No período de observação Violeta estava atuando em uma turma de quarto ano no período matutino, contando com 35 alunos matriculados. Na maior parte das vezes Violeta dividia o tempo das aulas entre sua mesa de trabalho e a lousa e pouquíssimas vezes circulou entre os alunos pela classe. Para um observador atento, ficava nítida uma linha dividindo dois territórios: o da professora e o dos alunos. Permitia a aproximação física dos alunos, algumas vezes a fomentava solicitando a presença dos alunos em sua mesa com os cadernos para correção das atividades. Seu meio de expressão mais marcante para com os alunos foi o olhar, muitas vezes duro e de desaprovação. Seus gestos mostraram-se resumidos e suas aulas (as que foram observadas) não contemplavam explicação pública da lição.
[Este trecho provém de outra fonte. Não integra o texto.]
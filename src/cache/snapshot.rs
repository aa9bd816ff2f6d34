//! Debug Snapshot Module
//!
//! Read-only views of the cache contents for observability.

use std::time::Duration;

use chrono::{DateTime, Utc};
use serde::Serialize;
use tokio::time::Instant;

use crate::cache::CacheEntry;

/// Per-entry view: key and access recency, never the value.
#[derive(Debug, Clone, Serialize)]
pub struct EntrySnapshot<K> {
    pub key: K,
    /// Wall-clock estimate of the last successful read
    pub last_accessed_at: DateTime<Utc>,
    /// Milliseconds since the last successful read
    pub idle_ms: u64,
    /// Milliseconds since insertion
    pub age_ms: u64,
}

/// Size plus one [`EntrySnapshot`] per entry, least recently accessed first.
#[derive(Debug, Clone, Serialize)]
pub struct DebugSnapshot<K> {
    pub size: usize,
    pub entries: Vec<EntrySnapshot<K>>,
}

impl<K> DebugSnapshot<K> {
    /// Builds a snapshot from copied store entries.
    pub fn from_entries<V>(entries: Vec<(K, CacheEntry<V>)>, now: Instant) -> Self {
        let wall_now = Utc::now();
        let mut entries = entries;
        entries.sort_by_key(|(_, entry)| entry.recency());

        let entries: Vec<EntrySnapshot<K>> = entries
            .into_iter()
            .map(|(key, entry)| {
                let idle = entry.idle(now);
                EntrySnapshot {
                    key,
                    last_accessed_at: wall_now - to_chrono(idle),
                    idle_ms: millis(idle),
                    age_ms: millis(entry.age(now)),
                }
            })
            .collect();

        Self {
            size: entries.len(),
            entries,
        }
    }
}

fn to_chrono(duration: Duration) -> chrono::Duration {
    chrono::Duration::from_std(duration).unwrap_or_else(|_| chrono::Duration::zero())
}

fn millis(duration: Duration) -> u64 {
    u64::try_from(duration.as_millis()).unwrap_or(u64::MAX)
}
Era evidente a sua insatisfação com a postura dos alunos e das famílias em relação à educação. Essa insatisfação foi manifestada verbalmente e não-verbalmente em vários momentos de observação das aulas, seja se dirigindo à pesquisadora e reclamando dos fatos ou repreendendo os alunos. No primeiro dia de observação, a professora dirigiu-se à pesquisadora com um discurso revoltado diante do pouco interesse pelos estudos demonstrado pelos alunos

e pelas famílias e culpando o Governo Federal pelo seu programa de benefícios sociais. Nesse dia, o discurso da professora foi acompanhado de uma postura corporal muito rígida, dentes cerrados e olhos lacrimejantes.

Em todos os dias de observação e de entrevista (e também naqueles em que a pesquisadora foi à escola, mas a professora por motivos diversos não pode atendê-la) Violeta demonstrou cansaço, desânimo, irritabilidade e tristeza. É quase desnecessário dizer que a convivência em sala de aula com os alunos refletia esse comportamento.